Columna de Óscar Contardo: La soledad de las estatuas



No tengo nada en contra de las estatuas. Tampoco nada a favor. Sencillamente, pienso que están ahí, como si una mano invisible las dispusiera para que recordemos ciertos hitos del mismo modo en que los manuales escolares de historia enseñan el pasado: relacionando un nombre con una fecha, una batalla o una obra. No hay nada de malo en eso. Es la misma función del plumón amarillo que usamos para subrayar un dato que debemos rendir durante un examen de fin de semestre; en este caso, la estatua es el trazo del plumón, solo que en tres dimensiones y alzándose en medio de la ciudad, coronando una glorieta, salpicando de bronce una plaza, confundiéndose con los árboles de un parque. Así entiendo yo el rol de las estatuas, pero no pretendo que nadie coincida conmigo. Supongo que habrá quienes las consideren parte fundamental de sus vidas, de las ideas que sostienen el orden público o de sus propias biografías. Incluso, entiendo que otros puedan ver belleza en un busto de Manso de Velasco o en la imagen de bronce de un comerciante de esclavos británico que decidió pasar a la historia como filántropo de la educación.

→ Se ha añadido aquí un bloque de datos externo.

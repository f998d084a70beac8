use super::context::AppContext;
use crate::cli::root::{Cli, Command};
use crate::commands;
use crate::error::CliError;
use clap::Parser;
use tracing_subscriber::EnvFilter;

pub fn run() -> Result<(), CliError> {
    let cli = Cli::parse();
    init_tracing(cli.verbose);

    match cli.command {
        Command::Rewrite(args) => {
            let context = AppContext::load(
                cli.config.as_deref(),
                cli.metadata.as_deref(),
                cli.converter.as_deref(),
            )?;
            commands::rewrite::run(&context, args)
        }
        Command::Format(args) => commands::format::run(args),
    }
}

/// `RUST_LOG` wins over `--verbose`; logs go to stderr so stdout stays parseable.
fn init_tracing(verbose: u8) {
    let fallback = match verbose {
        0 => "warn",
        1 => "info,sqlproxy_dialect=debug",
        _ => "debug",
    };
    let _ = tracing_subscriber::fmt()
        .with_env_filter(
            EnvFilter::try_from_default_env().unwrap_or_else(|_| EnvFilter::new(fallback)),
        )
        .with_writer(std::io::stderr)
        .try_init();
}
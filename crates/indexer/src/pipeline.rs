//! Concurrent ingestion of the primary entity file.
//!
//! ```text
//! producer ──jobs (bounded, = workers)──> worker × N ──outcomes──> reducer
//!                                            │
//!                                            └──done──> awaiter (closes outcomes)
//! ```
//!
//! Workers upsert into one profile mapping guarded by a single lock. Lines are applied in no
//! particular order, each exactly once.

use crate::error::{IndexerError, Result};
use crate::index::{upsert_entity, ProfileMap};
use crate::limits::clamp_workers;
use crate::lines::{open_lines, LineStream};
use crate::parse::EntityKind;
use crate::stats::IngestStats;
use std::path::Path;
use std::sync::{Arc, Mutex, PoisonError};
use std::time::Instant;
use tokio::fs::File;
use tokio::sync::{mpsc, Mutex as TokioMutex};
use tokio::task::JoinHandle;

const PROGRESS_EVERY: usize = 10_000;

/// One line waiting to be parsed and applied.
#[derive(Debug)]
struct Job {
    line: String,
}

/// What a worker did with one job.
#[derive(Debug, Clone, Copy, PartialEq, Eq)]
enum Outcome {
    Applied,
    Rejected,
}

type SharedJobs = Arc<TokioMutex<mpsc::Receiver<Job>>>;
type SharedProfiles = Arc<Mutex<ProfileMap>>;

/// Bounded worker pool that folds a primary entity file into a profile mapping.
#[derive(Debug, Clone, Copy)]
pub struct PrimaryPipeline {
    kind: EntityKind,
    workers: usize,
}

impl PrimaryPipeline {
    pub fn new(kind: EntityKind, workers: usize) -> Self {
        Self {
            kind,
            workers: clamp_workers(workers),
        }
    }

    pub fn workers(&self) -> usize {
        self.workers
    }

    /// Ingest `input` into `profiles` and hand the mapping back.
    ///
    /// Fails only when the file cannot be opened or read, or a worker dies.
    pub async fn run(&self, input: &Path, profiles: ProfileMap) -> Result<(ProfileMap, IngestStats)> {
        let lines = open_lines(input).await?;
        log::info!(
            "Ingesting {} file {} with {} worker(s)",
            self.kind.as_str(),
            input.display(),
            self.workers
        );
        self.run_stream(lines, profiles).await
    }

    async fn run_stream(
        &self,
        lines: LineStream<File>,
        profiles: ProfileMap,
    ) -> Result<(ProfileMap, IngestStats)> {
        let started = Instant::now();
        let profiles: SharedProfiles = Arc::new(Mutex::new(profiles));

        let (job_tx, job_rx) = mpsc::channel::<Job>(self.workers);
        let (done_tx, done_rx) = mpsc::channel::<()>(self.workers);
        let (outcome_tx, mut outcome_rx) = mpsc::channel::<Outcome>(self.workers);
        let jobs: SharedJobs = Arc::new(TokioMutex::new(job_rx));

        let producer = tokio::spawn(produce_jobs(lines, job_tx));

        let mut handles: Vec<JoinHandle<()>> = Vec::with_capacity(self.workers);
        for worker_id in 0..self.workers {
            handles.push(tokio::spawn(run_worker(
                worker_id,
                self.kind,
                jobs.clone(),
                profiles.clone(),
                outcome_tx.clone(),
                done_tx.clone(),
            )));
        }
        drop(done_tx);

        let awaiter = tokio::spawn(await_workers(self.workers, done_rx, outcome_tx));

        let mut stats = IngestStats::new(self.workers);
        while let Some(outcome) = outcome_rx.recv().await {
            match outcome {
                Outcome::Applied => stats.add_accepted(),
                Outcome::Rejected => stats.add_skipped(),
            }
            if stats.lines_read % PROGRESS_EVERY == 0 {
                log::info!("Processed {} lines ({} accepted)", stats.lines_read, stats.accepted);
            }
        }

        let produced = producer
            .await
            .map_err(|e| IndexerError::Worker(format!("producer panicked: {e}")))??;
        awaiter
            .await
            .map_err(|e| IndexerError::Worker(format!("completion awaiter panicked: {e}")))?;
        for handle in handles {
            handle
                .await
                .map_err(|e| IndexerError::Worker(format!("worker panicked: {e}")))?;
        }

        if produced != stats.lines_read {
            return Err(IndexerError::Worker(format!(
                "produced {produced} jobs but {} were processed",
                stats.lines_read
            )));
        }

        let profiles = Arc::try_unwrap(profiles)
            .map_err(|_| IndexerError::Other("profile mapping still shared after ingest".into()))?
            .into_inner()
            .unwrap_or_else(PoisonError::into_inner);

        stats.finish(started);
        log::info!(
            "Ingest completed: {} lines, {} accepted, {} skipped, {} profiles",
            stats.lines_read,
            stats.accepted,
            stats.skipped,
            profiles.len()
        );
        Ok((profiles, stats))
    }
}

/// Stream every line into the bounded job queue. Returns the number of jobs sent.
async fn produce_jobs(mut lines: LineStream<File>, jobs: mpsc::Sender<Job>) -> Result<usize> {
    let mut sent = 0usize;
    while let Some(line) = lines.next_line().await? {
        if jobs.send(Job { line }).await.is_err() {
            return Err(IndexerError::Worker("all workers exited early".into()));
        }
        sent += 1;
    }
    // Dropping `jobs` closes the queue and lets idle workers finish.
    Ok(sent)
}

async fn run_worker(
    worker_id: usize,
    kind: EntityKind,
    jobs: SharedJobs,
    profiles: SharedProfiles,
    outcomes: mpsc::Sender<Outcome>,
    done: mpsc::Sender<()>,
) {
    loop {
        let job = {
            let mut queue = jobs.lock().await;
            queue.recv().await
        };
        let Some(job) = job else {
            break;
        };

        let outcome = match kind.parse_line(&job.line) {
            Some(entity) => {
                let mut guard = profiles.lock().unwrap_or_else(PoisonError::into_inner);
                upsert_entity(&mut guard, entity);
                Outcome::Applied
            }
            None => Outcome::Rejected,
        };

        if outcomes.send(outcome).await.is_err() {
            log::warn!("Worker {worker_id}: outcome channel closed early");
            break;
        }
    }
    let _ = done.send(()).await;
}

/// Wait for one completion signal per worker, then release the last outcome sender.
async fn await_workers(workers: usize, mut done: mpsc::Receiver<()>, outcomes: mpsc::Sender<Outcome>) {
    for _ in 0..workers {
        if done.recv().await.is_none() {
            break;
        }
    }
    drop(outcomes);
}
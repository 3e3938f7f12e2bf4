use crate::sort::Ordering;
use crate::value::ValueKind;
use thiserror::Error;

pub type Result<T> = std::result::Result<T, RankError>;

/// Ranking misconfiguration. These indicate a wiring bug in the caller, never bad input data.
#[derive(Error, Debug, Clone, PartialEq, Eq)]
pub enum RankError {
    #[error("Ordering {ordering} is not valid for {kind} values")]
    InvalidOrdering { ordering: Ordering, kind: ValueKind },

    #[error("Unknown field: {0}")]
    UnknownField(String),

    #[error("Invalid selector: {0}")]
    InvalidSelector(String),

    #[error("Mixed value kinds: expected {expected}, found {found} at item {position}")]
    KindMismatch {
        expected: ValueKind,
        found: ValueKind,
        position: usize,
    },

    #[error("Cannot sort by {0} values")]
    Unsortable(ValueKind),
}
use recommend_indexer::{
    ingest_activity_file, ingest_profile_file, ActivityIndex, ActivityKind, ActivitySource,
    EntityKind, PrimaryPipeline,
};
use std::path::{Path, PathBuf};
use tempfile::TempDir;

fn write(root: &Path, name: &str, body: &str) -> PathBuf {
    let path = root.join(name);
    std::fs::write(&path, body).expect("write fixture");
    path
}

#[tokio::test]
async fn user_sources_build_a_complete_index() {
    let temp = TempDir::new().expect("tempdir");
    let root = temp.path();

    let profiles = write(root, "profiles.tsv", "1\t1\tRust Fan\t2023-01-01 00:00:00\n");
    let ideas = write(
        root,
        "ideas.tsv",
        "1\t100\t1\t2023-01-01 00:00:00\n2\t100\t1\t2023-01-02 00:00:00\n3\t100\t2\tgarbage\n",
    );
    let comments = write(
        root,
        "comments.tsv",
        "1\t100\t2\t9\tidea\t2023-01-01 00:00:00\nshort\tline\n",
    );
    let relations = write(
        root,
        "relations.tsv",
        "1\t2\t1\t2023-01-01 00:00:00\n2\t3\t1\t2023-01-01 00:00:00\n",
    );
    let users = write(
        root,
        "users.tsv",
        "1\tAlice\t2023-01-01 00:00:00\t2022-01-01 00:00:00\n\
         2\tBob\t2023-01-01 00:00:00\t2022-01-01 00:00:00\n\
         3\tCarol\t2023-01-01 00:00:00\t2022-01-01 00:00:00",
    );

    let mut index = ActivityIndex::new();
    ingest_profile_file(&mut index, &profiles).await.expect("profiles");
    ingest_activity_file(&mut index, &ideas, ActivitySource::UserIdeas)
        .await
        .expect("ideas");
    ingest_activity_file(&mut index, &comments, ActivitySource::UserComments)
        .await
        .expect("comments");
    ingest_activity_file(&mut index, &relations, ActivitySource::UserRelations)
        .await
        .expect("relations");

    let (profiles, stats) = PrimaryPipeline::new(EntityKind::User, 2)
        .run(&users, index.take_profiles())
        .await
        .expect("primary");
    index.restore_profiles(profiles);

    assert_eq!(stats.accepted, 3);
    assert_eq!(index.profiles().len(), 3);
    assert_eq!(index.profile(1).unwrap().description, "rust fan");
    assert_eq!(index.profile(3).unwrap().name, "carol");

    // The garbled date still counts; it just lands at the zero instant.
    assert_eq!(index.actor_history(ActivityKind::Idea, 1).unwrap().len(), 2);
    assert_eq!(index.actor_history(ActivityKind::Idea, 2).unwrap().len(), 1);
    assert_eq!(index.actor_history(ActivityKind::Comment, 2).unwrap().len(), 1);

    let followers = index.subject_history(ActivityKind::Relation, 1).unwrap();
    assert_eq!(followers.len(), 2);
    assert_eq!(index.event_count(ActivityKind::Relation), 2);
}

#[tokio::test]
async fn n_identical_lines_record_n_timestamps() {
    let temp = TempDir::new().expect("tempdir");
    let body = "1\t7\t8\tjoin\t2023-03-03 03:03:03\n".repeat(17);
    let relations = write(temp.path(), "relations.tsv", &body);

    let mut index = ActivityIndex::new();
    let stats = ingest_activity_file(&mut index, &relations, ActivitySource::ProjectRelations)
        .await
        .expect("relations");

    assert_eq!(stats.accepted, 17);
    let history = index.subject_history(ActivityKind::Relation, 7).unwrap();
    assert_eq!(history[&8].len(), 17);
}

#[tokio::test]
async fn worker_count_does_not_change_profile_count() {
    let temp = TempDir::new().expect("tempdir");
    let mut body = String::new();
    for id in 0..1_000 {
        body.push_str(&format!("{id}\tproject {id}\t{}\t2023-01-01 00:00:00\n", id % 13));
    }
    let projects = write(temp.path(), "projects.tsv", &body);

    let mut counts = Vec::new();
    for workers in [1, 2, 8] {
        let (profiles, _) = PrimaryPipeline::new(EntityKind::Project, workers)
            .run(&projects, Default::default())
            .await
            .expect("primary");
        counts.push(profiles.len());
    }
    assert_eq!(counts, vec![1_000, 1_000, 1_000]);
}
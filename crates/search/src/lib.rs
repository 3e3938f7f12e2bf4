//! # Recommend Search
//!
//! Scoring and ranking of recommendation candidates.
//!
//! - [`score`] turns an [`recommend_indexer::ActivityIndex`] into scored records
//! - [`sort`] orders any [`Sortable`] collection by a [`Selector`] and an [`Ordering`]
//! - [`settings`] carries the per-task weights and output size

mod error;
mod records;
pub mod score;
pub mod settings;
pub mod sort;
mod value;

pub use error::{RankError, Result};
pub use score::{
    project_activity, score_projects, score_users, user_activity, ActivityCounts,
    EntityActivity, ScoreWeights,
};
pub use settings::{TaskOverrides, TaskSettings, DEFAULT_MAX_OUTPUT_COUNT};
pub use sort::{compare_floats, rank_top_k, top_k, Ordering, Selector, Sorter, Step};
pub use value::{Record, Sortable, Value, ValueKind};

En cierto sentido, lo que provocan las estatuas es más interesante que las estatuas mismas: de un lado, el despliegue del poder ostentado por quienes las erigen o les depositan ofrendas; del otro, las pasiones que mueven a quienes tratan de tumbarlas cuando un giro en los acontecimientos las pone bajo la luz del escrutinio público, un ejercicio para el que las estatuas no están preparadas. Ocurrió durante el estallido chileno y viene ocurriendo en EE.UU. y Europa con la destrucción de figuras de generales segregacionistas, reyes racistas y magnates del comercio de esclavos. Repentinamente la ansiedad por saldar cuentas pendientes con un pasado de abusos sólo podía ser sosegada echando abajo estatuas. No era posible cambiar las cosas, pero sí eliminar la manera en que habíamos aprendido a subrayar la historia.

La mayor parte del tiempo las estatuas permanecen sin llamar la atención, como un decorado que no se cuestiona ni inquieta. Así ocurrió con el elefante gigante que Napoleón mandó a levantar en 1814 sobre el terreno donde estaba La Bastilla. El paquidermo no tenía como misión resguardar la memoria, sino más bien enterrar el recuerdo de la Revolución y reemplazarlo por un gesto imperial. Sin embargo, nunca logró el cometido de transformarse en un hito popular y sucumbió al paso del tiempo con más pena que gloria. El historiador británico Simon Schama detalla en su libro Ciudadanos que la estatua se fue desmoronando hasta terminar como un nido de ratones. En 1846 ya no quedaba nada.

En otros casos, la eliminación es planificada, porque el personaje alguna vez admirado resultó ser un monstruo, como en el caso del cura Renato Poblete, o porque fue derrotado en una guerra, como ocurrió con Saddam Hussein. Tumbar sus estatuas no los sacó de la historia, solo los retiró de su pedestal.

En 1949 las autoridades de Checoslovaquia decidieron erigir un monumento en honor a José Stalin a orillas del río Moldava. La construcción demoró cinco años y aunque la estatura real del dictador, muerto en 1953, no alcanzaba al metro 60, en su versión de granito llegaba a los 20 pisos de altura. El monumento fue inaugurado en 1955; al año siguiente, la Unión Soviética inició un proceso de desestalinización, la estatua, por lo tanto, se transformó en un objeto incómodo para las autoridades checoslovacas que finalmente decidieron deshacerse de ella dinamitándola en 1962, no sin antes exigirles a los encargados de la operación que la llevaran a cabo bajo sigilo, sin poner explosivo en la cabeza de Stalin, como un gesto de respeto. En el libro Gottland, el escritor polaco Mariusz Szczygiel cuenta que tomó años limpiar el terreno de los escombros de hormigón y el hierro.

Las corrientes de la historia, los altibajos del poder levantan monumentos, algunos sobreviven, la mayoría pasa inadvertido, muchos se derrumban y otros acaban estallando, porque las estatuas, más que revelar causas, o acunar sentimentalismos patrimoniales, nos recuerdan las consecuencias de un pasado que siempre quiere ser presente, para así imponerse en el futuro.